**Exercise aim**. In the entries that follow, find the line containing "of the zip.", then output exactly every line from the first through that one.

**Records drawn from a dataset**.

---------------

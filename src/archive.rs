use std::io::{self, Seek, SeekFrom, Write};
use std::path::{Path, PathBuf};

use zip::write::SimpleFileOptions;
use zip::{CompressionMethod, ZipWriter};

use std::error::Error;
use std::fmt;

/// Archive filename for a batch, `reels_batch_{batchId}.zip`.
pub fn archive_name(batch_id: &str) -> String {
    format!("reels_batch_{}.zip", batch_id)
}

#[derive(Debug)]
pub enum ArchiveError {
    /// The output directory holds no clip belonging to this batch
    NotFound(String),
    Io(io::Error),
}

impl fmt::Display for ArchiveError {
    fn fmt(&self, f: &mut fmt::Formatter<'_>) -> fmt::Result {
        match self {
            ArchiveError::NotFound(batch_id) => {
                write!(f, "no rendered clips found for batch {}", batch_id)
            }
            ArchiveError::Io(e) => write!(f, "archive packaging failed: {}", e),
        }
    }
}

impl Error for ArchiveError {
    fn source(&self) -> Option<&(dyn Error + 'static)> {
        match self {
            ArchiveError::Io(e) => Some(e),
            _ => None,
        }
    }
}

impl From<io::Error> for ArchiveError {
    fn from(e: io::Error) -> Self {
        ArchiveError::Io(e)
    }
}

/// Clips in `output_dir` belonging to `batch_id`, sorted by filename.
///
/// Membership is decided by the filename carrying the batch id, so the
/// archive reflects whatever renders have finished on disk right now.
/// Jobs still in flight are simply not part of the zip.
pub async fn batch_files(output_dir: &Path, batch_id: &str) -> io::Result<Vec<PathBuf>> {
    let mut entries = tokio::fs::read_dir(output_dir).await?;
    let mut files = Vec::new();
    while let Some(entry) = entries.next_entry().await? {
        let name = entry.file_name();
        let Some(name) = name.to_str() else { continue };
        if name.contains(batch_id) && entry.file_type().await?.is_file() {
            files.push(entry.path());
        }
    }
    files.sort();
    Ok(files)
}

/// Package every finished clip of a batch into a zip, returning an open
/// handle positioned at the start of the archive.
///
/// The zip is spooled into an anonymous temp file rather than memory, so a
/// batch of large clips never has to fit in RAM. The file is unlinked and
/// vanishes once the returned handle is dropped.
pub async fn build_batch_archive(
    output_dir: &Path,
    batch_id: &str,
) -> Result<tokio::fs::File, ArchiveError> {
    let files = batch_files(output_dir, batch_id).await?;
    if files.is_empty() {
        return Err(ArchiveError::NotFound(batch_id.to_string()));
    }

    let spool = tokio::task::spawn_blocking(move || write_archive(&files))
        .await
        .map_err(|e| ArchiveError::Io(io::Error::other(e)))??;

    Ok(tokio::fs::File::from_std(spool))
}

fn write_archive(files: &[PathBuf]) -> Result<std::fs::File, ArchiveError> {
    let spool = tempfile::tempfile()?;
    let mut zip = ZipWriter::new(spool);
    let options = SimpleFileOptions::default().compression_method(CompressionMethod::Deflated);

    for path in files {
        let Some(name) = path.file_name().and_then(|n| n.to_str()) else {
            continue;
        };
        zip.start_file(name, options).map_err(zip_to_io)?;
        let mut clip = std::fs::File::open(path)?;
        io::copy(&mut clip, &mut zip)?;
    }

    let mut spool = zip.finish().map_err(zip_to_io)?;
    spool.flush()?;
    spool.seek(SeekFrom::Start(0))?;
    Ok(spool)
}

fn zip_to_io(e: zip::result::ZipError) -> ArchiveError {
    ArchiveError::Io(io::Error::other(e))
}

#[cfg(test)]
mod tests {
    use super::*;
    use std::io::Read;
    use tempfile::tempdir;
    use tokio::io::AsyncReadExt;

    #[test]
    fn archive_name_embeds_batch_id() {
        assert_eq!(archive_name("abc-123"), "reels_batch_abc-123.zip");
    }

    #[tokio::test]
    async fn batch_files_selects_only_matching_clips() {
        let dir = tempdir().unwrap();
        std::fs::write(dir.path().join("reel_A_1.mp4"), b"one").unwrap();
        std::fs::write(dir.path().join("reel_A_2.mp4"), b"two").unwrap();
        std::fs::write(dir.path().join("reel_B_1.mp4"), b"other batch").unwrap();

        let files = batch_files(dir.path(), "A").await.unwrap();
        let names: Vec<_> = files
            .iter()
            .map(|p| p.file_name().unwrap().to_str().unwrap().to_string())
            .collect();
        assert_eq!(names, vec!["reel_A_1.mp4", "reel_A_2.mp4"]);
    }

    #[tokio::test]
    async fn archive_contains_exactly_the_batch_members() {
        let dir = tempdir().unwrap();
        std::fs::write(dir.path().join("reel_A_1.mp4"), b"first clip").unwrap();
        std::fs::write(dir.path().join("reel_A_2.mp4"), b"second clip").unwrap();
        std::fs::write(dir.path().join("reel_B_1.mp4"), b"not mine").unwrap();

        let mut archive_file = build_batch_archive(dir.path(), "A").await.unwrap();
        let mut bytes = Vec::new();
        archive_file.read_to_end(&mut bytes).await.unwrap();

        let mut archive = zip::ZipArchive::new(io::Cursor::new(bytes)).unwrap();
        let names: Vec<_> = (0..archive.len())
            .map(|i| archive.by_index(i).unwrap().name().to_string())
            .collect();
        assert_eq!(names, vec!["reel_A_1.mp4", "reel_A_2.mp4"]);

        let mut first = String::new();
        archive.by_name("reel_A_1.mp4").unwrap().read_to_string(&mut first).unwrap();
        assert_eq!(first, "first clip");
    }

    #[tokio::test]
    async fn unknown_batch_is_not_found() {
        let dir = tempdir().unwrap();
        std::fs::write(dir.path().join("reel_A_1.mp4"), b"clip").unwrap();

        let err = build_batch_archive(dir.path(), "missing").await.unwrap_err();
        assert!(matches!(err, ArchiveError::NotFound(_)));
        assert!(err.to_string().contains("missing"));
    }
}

---------------

**Solution to this exercise**.
filename src/archive.rs
use std::io::{self, Seek, SeekFrom, Write};
use std::path::{Path, PathBuf};

use zip::write::SimpleFileOptions;
use zip::{CompressionMethod, ZipWriter};

use std::error::Error;
use std::fmt;

/// Archive filename for a batch, `reels_batch_{batchId}.zip`.
pub fn archive_name(batch_id: &str) -> String {
    format!("reels_batch_{}.zip", batch_id)
}

#[derive(Debug)]
pub enum ArchiveError {
    /// The output directory holds no clip belonging to this batch
    NotFound(String),
    Io(io::Error),
}

impl fmt::Display for ArchiveError {
    fn fmt(&self, f: &mut fmt::Formatter<'_>) -> fmt::Result {
        match self {
            ArchiveError::NotFound(batch_id) => {
                write!(f, "no rendered clips found for batch {}", batch_id)
            }
            ArchiveError::Io(e) => write!(f, "archive packaging failed: {}", e),
        }
    }
}

impl Error for ArchiveError {
    fn source(&self) -> Option<&(dyn Error + 'static)> {
        match self {
            ArchiveError::Io(e) => Some(e),
            _ => None,
        }
    }
}

impl From<io::Error> for ArchiveError {
    fn from(e: io::Error) -> Self {
        ArchiveError::Io(e)
    }
}

/// Clips in `output_dir` belonging to `batch_id`, sorted by filename.
///
/// Membership is decided by the filename carrying the batch id, so the
/// archive reflects whatever renders have finished on disk right now.
/// Jobs still in flight are simply not part of the zip.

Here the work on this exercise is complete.